MARKETING Assistant Professor Hyeongmin (Christian) Kim last year published “Situational Materialism: How Entering Lotteries May Undermine Self-Control,” in the Journal of Consumer Research; and “How Variety Seeking versus Inertial Tendency Influences the Effectiveness of Immediate versus Delayed Promotions,” in the Journal of Marketing Research. Kim also authored two papers that are forthcoming this year – “The Interactive Effect of Beliefs in Malleable Fate and Fateful Predictions on Choice,” in the Journal of Consumer Research; and “Buyer Beware of Your Shadow: How Price Moderates the Effect of Incidental Similarity on Buyer Behavior,” in the Journal of Applied Social Psychology. Additionally in 2013, Kim earned an Emerald Citation of Excellence Award for his article “Why Do Consumers Buy Counterfeit Luxury Brands?” which ran in the Journal of Marketing Research. The annual awards recognize the 50 most outstanding articles published by the top 300 management journals in the world.


featured researchers

Brian Gunia (PhD in Management and Organizations, Kellogg School of Management, Northwestern University, 2011) is an assistant professor in the tenure track with expertise in the areas of negotiation, ethical decision making, and organizational failure. In addition, he is the founder of the Johns Hopkins Business in Government (BIG) Initiative.

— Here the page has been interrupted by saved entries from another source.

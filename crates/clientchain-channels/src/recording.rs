//! In-memory recording channel.
//!
//! Implements both sender contracts and records every message instead of
//! transmitting it. Serves two purposes: a dry-run channel when no gateway
//! credentials are configured, and a test double for the engine.

use async_trait::async_trait;
use clientchain_core::error::{ClientChainError, Result};
use clientchain_core::traits::{EmailSender, SmsSender};
use clientchain_core::types::ChannelKind;
use std::sync::Mutex;

/// One recorded outbound message.
#[derive(Debug, Clone, PartialEq)]
pub struct RecordedMessage {
    pub channel: ChannelKind,
    pub to: String,
    pub subject: Option<String>,
    pub body: String,
}

/// Records sends in memory. When `fail_next` is armed, the next send errors
/// with a channel error — lets tests exercise the failed-execution path.
#[derive(Default)]
pub struct RecordingChannel {
    sent: Mutex<Vec<RecordedMessage>>,
    fail_next: Mutex<bool>,
}

impl RecordingChannel {
    pub fn new() -> Self {
        Self::default()
    }

    /// Arm a one-shot failure on the next send.
    pub fn fail_next(&self) {
        *self.fail_next.lock().unwrap() = true;
    }

    /// Snapshot of everything sent so far.
    pub fn sent(&self) -> Vec<RecordedMessage> {
        self.sent.lock().unwrap().clone()
    }

    pub fn sent_count(&self) -> usize {
        self.sent.lock().unwrap().len()
    }

    fn record(&self, message: RecordedMessage) -> Result<()> {
        let mut armed = self.fail_next.lock().unwrap();
        if *armed {
            *armed = false;
            return Err(ClientChainError::Channel("simulated gateway outage".into()));
        }
        drop(armed);
        tracing::debug!("📋 Recorded {} → {}", message.channel, message.to);
        self.sent.lock().unwrap().push(message);
        Ok(())
    }
}

#[async_trait]
impl SmsSender for RecordingChannel {
    fn name(&self) -> &str {
        "recording"
    }

    async fn send_sms(&self, to: &str, body: &str) -> Result<()> {
        self.record(RecordedMessage {
            channel: ChannelKind::Sms,
            to: to.to_string(),
            subject: None,
            body: body.to_string(),
        })
    }
}

#[async_trait]
impl EmailSender for RecordingChannel {
    fn name(&self) -> &str {
        "recording"
    }

    async fn send_email(&self, to: &str, subject: &str, body: &str) -> Result<()> {
        self.record(RecordedMessage {
            channel: ChannelKind::Email,
            to: to.to_string(),
            subject: Some(subject.to_string()),
            body: body.to_string(),
        })
    }
}
//! SendGrid email channel.
//!
//! Plain-text mail via the SendGrid v3 `mail/send` API. SendGrid answers a
//! successful queue with 202; anything else is a channel error.

use async_trait::async_trait;
use clientchain_core::config::SendGridConfig;
use clientchain_core::error::{ClientChainError, Result};
use clientchain_core::traits::EmailSender;

/// Email adapter backed by the SendGrid v3 API.
pub struct SendGridEmail {
    config: SendGridConfig,
    client: reqwest::Client,
}

impl SendGridEmail {
    pub fn new(config: SendGridConfig) -> Self {
        Self {
            config,
            client: reqwest::Client::new(),
        }
    }
}

#[async_trait]
impl EmailSender for SendGridEmail {
    fn name(&self) -> &str {
        "sendgrid"
    }

    async fn send_email(&self, to: &str, subject: &str, body: &str) -> Result<()> {
        if !self.config.is_configured() {
            return Err(ClientChainError::Config(
                "SendGrid api_key not configured".into(),
            ));
        }

        let payload = serde_json::json!({
            "personalizations": [{"to": [{"email": to}]}],
            "from": {"email": self.config.from_email, "name": self.config.from_name},
            "subject": subject,
            "content": [{"type": "text/plain", "value": body}],
        });

        let response = self
            .client
            .post("https://api.sendgrid.com/v3/mail/send")
            .bearer_auth(&self.config.api_key)
            .json(&payload)
            .timeout(std::time::Duration::from_secs(10))
            .send()
            .await
            .map_err(|e| ClientChainError::Channel(format!("SendGrid request failed: {e}")))?;

        // SendGrid returns 202 Accepted on success.
        if response.status().as_u16() != 202 {
            let status = response.status();
            let error_text = response.text().await.unwrap_or_default();
            return Err(ClientChainError::Channel(format!(
                "SendGrid API error {status}: {error_text}"
            )));
        }

        tracing::debug!("✉️ SendGrid email sent → {}", to);
        Ok(())
    }
}

#[cfg(test)]
mod tests {
    use super::*;

    #[tokio::test]
    async fn test_unconfigured_sendgrid_is_a_config_error() {
        let email = SendGridEmail::new(SendGridConfig::default());
        let err = email
            .send_email("ada@example.com", "hello", "world")
            .await
            .unwrap_err();
        assert!(matches!(err, ClientChainError::Config(_)));
    }

    #[test]
    fn test_channel_name() {
        let email = SendGridEmail::new(SendGridConfig::default());
        assert_eq!(email.name(), "sendgrid");
    }
}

Adam Seth Litwin (PhD in Management, Sloan School of

Management, Massachusetts Institute of Technology, 2008) is an assistant professor in the tenure track with expertise in employment relations and strategic human resource management. He also holds a secondary appointment as an assistant professor at the Armstrong Institute for Patient Safety and Quality at the Johns Hopkins School of Medicine, and he is a research affiliate of the Employment Policy Research Network. Mario Macis (PhD in Economics, University of Chicago,

2007) is an assistant professor in the tenure track with expertise in the areas of labor and human resources economics, health economics, and experimental economics. He is also an associate faculty member at the Armstrong Institute for Patient Safety and Quality at the Johns Hopkins School of Medicine, and a research fellow at the Institute for the Study of Labor (IZA).

Phillip Phan (PhD in Strategic Management, University of Washington, 1992) is a tenured professor with expertise in corporate governance, strategy, technological entrepreneurship, and regional economic development. He also serves as Executive Vice Dean of the Johns Hopkins Carey Business School, with oversight including the school’s faculty and research functions.

Ozge Sahin (PhD in Operations Research, Columbia University, 2007) is an assistant professor in the tenure track with expertise in the areas of pricing and revenue management and supply-chain management.